_Task to complete_
Only certain lines below are wanted: those starting at the line containing "same pixel positions." and ending at the line containing "from one place.", both included, each retyped exactly.

_Records for the task_
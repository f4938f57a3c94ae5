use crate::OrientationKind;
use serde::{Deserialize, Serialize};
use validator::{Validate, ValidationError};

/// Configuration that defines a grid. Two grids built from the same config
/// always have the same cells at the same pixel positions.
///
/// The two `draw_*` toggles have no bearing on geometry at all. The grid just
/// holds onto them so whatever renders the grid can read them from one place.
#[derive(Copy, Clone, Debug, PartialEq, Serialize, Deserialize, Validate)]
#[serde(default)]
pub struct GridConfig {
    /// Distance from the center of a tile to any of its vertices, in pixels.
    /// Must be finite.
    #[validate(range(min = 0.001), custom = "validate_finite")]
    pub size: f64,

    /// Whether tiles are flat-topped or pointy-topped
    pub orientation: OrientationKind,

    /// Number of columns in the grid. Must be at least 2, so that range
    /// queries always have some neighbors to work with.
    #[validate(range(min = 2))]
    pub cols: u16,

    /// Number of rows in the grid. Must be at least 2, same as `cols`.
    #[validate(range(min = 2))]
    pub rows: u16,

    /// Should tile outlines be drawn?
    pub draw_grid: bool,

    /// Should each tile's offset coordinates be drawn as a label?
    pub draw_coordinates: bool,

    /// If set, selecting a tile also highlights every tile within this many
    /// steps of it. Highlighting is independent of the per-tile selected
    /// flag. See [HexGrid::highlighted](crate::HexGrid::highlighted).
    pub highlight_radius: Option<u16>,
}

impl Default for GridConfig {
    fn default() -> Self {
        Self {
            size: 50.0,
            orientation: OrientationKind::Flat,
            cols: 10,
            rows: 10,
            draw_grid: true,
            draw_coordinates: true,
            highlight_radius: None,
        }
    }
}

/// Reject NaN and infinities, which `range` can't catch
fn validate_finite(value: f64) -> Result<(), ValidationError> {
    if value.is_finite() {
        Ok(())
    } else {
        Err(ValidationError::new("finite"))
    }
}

--

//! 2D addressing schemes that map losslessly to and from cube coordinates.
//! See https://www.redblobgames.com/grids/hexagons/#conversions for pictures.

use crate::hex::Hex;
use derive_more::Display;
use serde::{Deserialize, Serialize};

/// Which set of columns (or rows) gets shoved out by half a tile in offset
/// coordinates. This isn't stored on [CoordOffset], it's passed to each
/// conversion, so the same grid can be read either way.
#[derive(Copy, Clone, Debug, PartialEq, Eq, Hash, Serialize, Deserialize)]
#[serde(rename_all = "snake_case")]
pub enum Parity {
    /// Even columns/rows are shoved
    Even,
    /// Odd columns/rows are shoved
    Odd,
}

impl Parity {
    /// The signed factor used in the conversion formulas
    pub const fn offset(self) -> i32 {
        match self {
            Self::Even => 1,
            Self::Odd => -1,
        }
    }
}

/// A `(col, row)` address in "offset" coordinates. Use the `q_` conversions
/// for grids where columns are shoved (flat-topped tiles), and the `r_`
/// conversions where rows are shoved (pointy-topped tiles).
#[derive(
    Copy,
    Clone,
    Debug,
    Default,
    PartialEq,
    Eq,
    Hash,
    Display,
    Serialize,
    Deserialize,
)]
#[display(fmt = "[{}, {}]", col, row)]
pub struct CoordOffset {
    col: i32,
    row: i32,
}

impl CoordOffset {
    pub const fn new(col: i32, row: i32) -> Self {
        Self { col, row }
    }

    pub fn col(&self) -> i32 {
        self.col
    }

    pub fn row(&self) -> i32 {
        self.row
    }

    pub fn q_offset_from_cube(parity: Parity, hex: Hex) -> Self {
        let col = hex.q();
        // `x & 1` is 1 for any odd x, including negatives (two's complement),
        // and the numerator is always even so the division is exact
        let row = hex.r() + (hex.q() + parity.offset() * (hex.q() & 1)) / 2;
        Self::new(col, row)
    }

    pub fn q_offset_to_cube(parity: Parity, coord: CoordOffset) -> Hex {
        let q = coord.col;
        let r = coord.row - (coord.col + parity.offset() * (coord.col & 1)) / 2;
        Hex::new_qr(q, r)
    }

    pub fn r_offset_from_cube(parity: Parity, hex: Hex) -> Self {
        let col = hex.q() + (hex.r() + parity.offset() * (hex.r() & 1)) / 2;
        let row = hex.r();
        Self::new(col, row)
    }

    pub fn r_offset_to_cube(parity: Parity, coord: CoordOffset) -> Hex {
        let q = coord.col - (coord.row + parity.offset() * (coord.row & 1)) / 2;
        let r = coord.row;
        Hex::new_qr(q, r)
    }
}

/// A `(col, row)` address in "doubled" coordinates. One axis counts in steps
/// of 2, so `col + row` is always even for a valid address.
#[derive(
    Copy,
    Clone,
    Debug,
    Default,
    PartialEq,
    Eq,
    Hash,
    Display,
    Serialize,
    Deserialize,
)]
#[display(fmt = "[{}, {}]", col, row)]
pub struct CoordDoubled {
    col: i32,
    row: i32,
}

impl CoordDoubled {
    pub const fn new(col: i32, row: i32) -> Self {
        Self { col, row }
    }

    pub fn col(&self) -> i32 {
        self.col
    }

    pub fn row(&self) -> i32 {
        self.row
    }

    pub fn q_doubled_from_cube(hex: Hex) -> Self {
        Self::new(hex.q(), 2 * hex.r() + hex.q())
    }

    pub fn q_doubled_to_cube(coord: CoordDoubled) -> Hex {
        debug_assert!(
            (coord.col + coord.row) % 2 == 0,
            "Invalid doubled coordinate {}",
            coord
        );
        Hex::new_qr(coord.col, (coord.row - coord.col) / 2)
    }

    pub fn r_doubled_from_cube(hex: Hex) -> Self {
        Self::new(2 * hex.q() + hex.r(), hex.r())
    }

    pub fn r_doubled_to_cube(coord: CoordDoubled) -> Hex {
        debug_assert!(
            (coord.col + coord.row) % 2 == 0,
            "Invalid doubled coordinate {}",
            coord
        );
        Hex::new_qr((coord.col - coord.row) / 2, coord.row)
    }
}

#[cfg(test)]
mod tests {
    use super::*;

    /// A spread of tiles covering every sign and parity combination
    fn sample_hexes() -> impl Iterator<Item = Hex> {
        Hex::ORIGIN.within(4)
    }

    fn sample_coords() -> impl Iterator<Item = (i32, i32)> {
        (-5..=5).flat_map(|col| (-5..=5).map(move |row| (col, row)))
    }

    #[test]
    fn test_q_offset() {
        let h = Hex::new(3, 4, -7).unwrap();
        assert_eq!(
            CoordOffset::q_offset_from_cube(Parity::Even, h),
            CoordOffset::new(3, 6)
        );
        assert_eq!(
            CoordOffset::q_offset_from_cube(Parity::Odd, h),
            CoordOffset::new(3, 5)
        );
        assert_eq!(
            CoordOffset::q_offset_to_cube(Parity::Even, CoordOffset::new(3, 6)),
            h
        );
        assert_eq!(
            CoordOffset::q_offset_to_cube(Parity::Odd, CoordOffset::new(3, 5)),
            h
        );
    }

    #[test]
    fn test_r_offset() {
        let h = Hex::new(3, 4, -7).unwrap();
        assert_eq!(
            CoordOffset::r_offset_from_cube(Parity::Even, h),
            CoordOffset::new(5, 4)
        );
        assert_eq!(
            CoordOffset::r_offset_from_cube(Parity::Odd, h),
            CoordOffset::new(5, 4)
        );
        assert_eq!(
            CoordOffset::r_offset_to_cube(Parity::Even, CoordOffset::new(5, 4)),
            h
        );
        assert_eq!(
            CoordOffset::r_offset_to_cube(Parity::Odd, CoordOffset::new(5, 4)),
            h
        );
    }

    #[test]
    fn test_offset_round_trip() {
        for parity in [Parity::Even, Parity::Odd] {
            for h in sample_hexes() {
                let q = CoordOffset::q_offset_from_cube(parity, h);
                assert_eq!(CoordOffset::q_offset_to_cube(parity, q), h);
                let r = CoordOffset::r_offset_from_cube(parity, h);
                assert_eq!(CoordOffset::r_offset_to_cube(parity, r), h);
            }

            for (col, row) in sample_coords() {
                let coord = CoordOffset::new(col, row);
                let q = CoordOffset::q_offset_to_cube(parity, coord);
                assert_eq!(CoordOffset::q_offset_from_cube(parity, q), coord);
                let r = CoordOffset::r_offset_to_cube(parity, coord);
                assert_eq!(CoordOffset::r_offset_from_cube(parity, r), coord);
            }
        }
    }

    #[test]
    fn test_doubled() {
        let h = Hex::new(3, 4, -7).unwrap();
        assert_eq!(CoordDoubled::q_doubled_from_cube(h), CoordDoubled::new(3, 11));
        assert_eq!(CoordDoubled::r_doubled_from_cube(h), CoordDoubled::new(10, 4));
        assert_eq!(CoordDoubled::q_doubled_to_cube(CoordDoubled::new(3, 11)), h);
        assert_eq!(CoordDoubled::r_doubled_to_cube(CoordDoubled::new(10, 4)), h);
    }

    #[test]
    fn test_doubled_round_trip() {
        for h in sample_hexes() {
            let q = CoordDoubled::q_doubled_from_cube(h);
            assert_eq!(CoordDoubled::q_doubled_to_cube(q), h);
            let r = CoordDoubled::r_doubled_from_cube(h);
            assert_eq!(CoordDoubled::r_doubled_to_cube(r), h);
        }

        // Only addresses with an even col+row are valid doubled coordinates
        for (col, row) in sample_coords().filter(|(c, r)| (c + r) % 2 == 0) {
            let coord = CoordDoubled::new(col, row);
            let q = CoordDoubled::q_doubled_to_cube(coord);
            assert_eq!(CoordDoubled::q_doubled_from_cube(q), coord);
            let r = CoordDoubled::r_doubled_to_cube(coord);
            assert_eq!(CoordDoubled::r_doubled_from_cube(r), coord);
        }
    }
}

_Written solution_
/// always have the same cells at the same pixel positions.
///
/// The two `draw_*` toggles have no bearing on geometry at all. The grid just
/// holds onto them so whatever renders the grid can read them from one place.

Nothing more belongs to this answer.